Top cable and traditional pay TV providers in the U.S. widened their subscriber losses in 2022, as more consumers continue to cut the cord.

The largest pay-TV providers lost a total of 5.8 million net video subscribers in 2022, compared to a loss of 4.7 million in 2021, according to the latest tally from Leichtman Research Group. The pain was felt most acutely among the cable providers, who saw a total loss of 3.5 million subscribers in 2022, compared to 2.7 million in 2021. Of those, Comcast saw the biggest drop, losing just over 2 million subscribers, followed by Charter, with a loss of 686,000, and an estimated drop of 340,000 for Cox.

Satellite TV provider DirecTV also saw a big loss, losing an estimated 1.5 million subscribers in 2022, according to the research group.

This comes as traditional media’s move into streaming, which is meant to offset the loss in cable subscribers, is still in a transition phase. Companies such as Comcast and Disney have named 2023 as the year of peak investment in streaming, with the hope of reaching profitability in that segment in the coming years. Still, as Disney CEO Bob Iger noted on the company’s first-quarter earnings call in February, it’s not there yet.

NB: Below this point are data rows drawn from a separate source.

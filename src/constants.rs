use ratatui::style::Color;

pub const FILE_NAMES: FileNames = FileNames {
    categories: "cat.csv",
    recipes: "menu_list.csv",
};

pub const TIME_SETTINGS: TimeSettings = TimeSettings {
    poll_ms: 50,
    target_fps: 24,
};

pub const MEAL_HOURS: MealHours = MealHours {
    morning_start: 5,
    lunch_start: 11,
    dinner_start: 16,
};

pub const THEMES: ThemeSettings = ThemeSettings {
    morning: ThemeColors {
        background: Color::Rgb(254, 215, 170),
        foreground: Color::White,
        card_background: Color::White,
        card_foreground: Color::Rgb(17, 24, 39),
    },
    lunch: ThemeColors {
        background: Color::Rgb(186, 230, 253),
        foreground: Color::White,
        card_background: Color::White,
        card_foreground: Color::Rgb(17, 24, 39),
    },
    dinner: ThemeColors {
        background: Color::Rgb(15, 23, 42),
        foreground: Color::White,
        card_background: Color::Rgb(30, 41, 59),
        card_foreground: Color::White,
    },
};

pub const ACCENT: Color = Color::Rgb(22, 163, 74);
pub const RESULT_BORDER: Color = Color::Rgb(187, 247, 208);
pub const RESULT_BACKGROUND: Color = Color::Rgb(240, 253, 244);
pub const RESULT_HEADING: Color = Color::Rgb(21, 128, 61);
pub const RESULT_TEXT: Color = Color::Rgb(31, 41, 55);
pub const ALERT_BORDER: Color = Color::Rgb(220, 38, 38);

pub struct FileNames {
    pub categories: &'static str,
    pub recipes: &'static str,
}

pub struct TimeSettings {
    pub poll_ms: u64,
    pub target_fps: u64,
}

pub struct MealHours {
    pub morning_start: u32,
    pub lunch_start: u32,
    pub dinner_start: u32,
}

#[derive(Clone, Copy, Debug, PartialEq, Eq)]
pub struct ThemeColors {
    pub background: Color,
    pub foreground: Color,
    pub card_background: Color,
    pub card_foreground: Color,
}

pub struct ThemeSettings {
    pub morning: ThemeColors,
    pub lunch: ThemeColors,
    pub dinner: ThemeColors,
}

“The streaming business, which I believe is the future and has been growing, is not delivering the kind of profitability or bottom-line results that the linear business delivered for us over all over a few decades,” Iger said. “And so we’re in a very interesting transition period, but one I think, is inevitably heading towards streaming.”

First-quarter revenues at Disney illustrated the uneven balance. Revenues at Disney’s linear networks were $7.3 billion, down 5 percent from a year ago, while direct to consumer revenues were $5.3 billion, up 13 percent from a year ago. Linear operating income was $1.3 billion, down 16 percent from a year earlier, while direct to consumer reported losses of $1.1 billion, down 78 percent from a year earlier.

Comcast too is relying on its streaming services to offset its linear losses. The company is seeing momentum in streaming, with Peacock reporting more than 20 million subscribers in the latest quarter, in its strongest quarterly gain since the service’s launch in 2020. But it came with a widening loss of $2.5 billion for the segment in 2022, and the expectation that losses will grow to $3 billion in 2023.

“It’s a costly pivot, and we’re right in the middle right now,” Comcast CFO Jason Armstrong told investors at a Feb. 27 conference.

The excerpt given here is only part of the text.